**Work request**
Look for the line containing "let records = ctx.store.get_by_page(page_name)?;" in the listing below. Retype that line and every subsequent line through the last one, and only those.

**Provided material**

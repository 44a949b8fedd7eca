//! Engine-rejected operation errors.

use thiserror::Error;

/// The engine answered with a status outside `[200, 300)`.
///
/// Carries everything the engine said so callers can diagnose the failure
/// without parsing a message string.
#[derive(Error, Debug, Clone, PartialEq, Eq)]
#[error("{status_code} {status_text}; {body}")]
pub struct OperationError {
    /// The HTTP status code.
    pub status_code: u16,
    /// The canonical reason phrase for the status, if any.
    pub status_text: String,
    /// The full response body, empty if it could not be read.
    pub body: String,
}

impl OperationError {
    /// Create an operation error.
    pub fn new(status_code: u16, status_text: impl Into<String>, body: impl Into<String>) -> Self {
        Self {
            status_code,
            status_text: status_text.into(),
            body: body.into(),
        }
    }
}
use tracing::info;

use crate::{
    browser::page::LivePage,
    context::EngineContext,
    enrich::enricher::{EnrichmentReport, Enricher},
    error::EnrichError,
};

pub mod browser;
pub mod cli;
pub mod context;
pub mod embedding;
pub mod enrich;
pub mod error;
pub mod matcher;
pub mod record;
pub mod report;
pub mod resolver;
pub mod spec;
pub mod store;
pub mod trace;

/// Capture-time pass for one page: read the live candidates, bind the page's
/// stored records to them and persist the result.
pub fn capture_page<P: LivePage + ?Sized>(
    ctx: &EngineContext,
    page: &mut P,
    page_name: &str,
) -> Result<EnrichmentReport, EnrichError> {
    let candidates = page.extract_candidates()?;
    let url = page.current_url()?;
    let records = ctx.store.get_by_page(page_name)?;

    info!(page_name, url = %url, records = records.len(), candidates = candidates.len(), "capturing page");

    Enricher::new(ctx).with_source_url(&url).enrich(&records, &candidates)
}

**Written answer**
    let records = ctx.store.get_by_page(page_name)?;

    info!(page_name, url = %url, records = records.len(), candidates = candidates.len(), "capturing page");

    Enricher::new(ctx).with_source_url(&url).enrich(&records, &candidates)
}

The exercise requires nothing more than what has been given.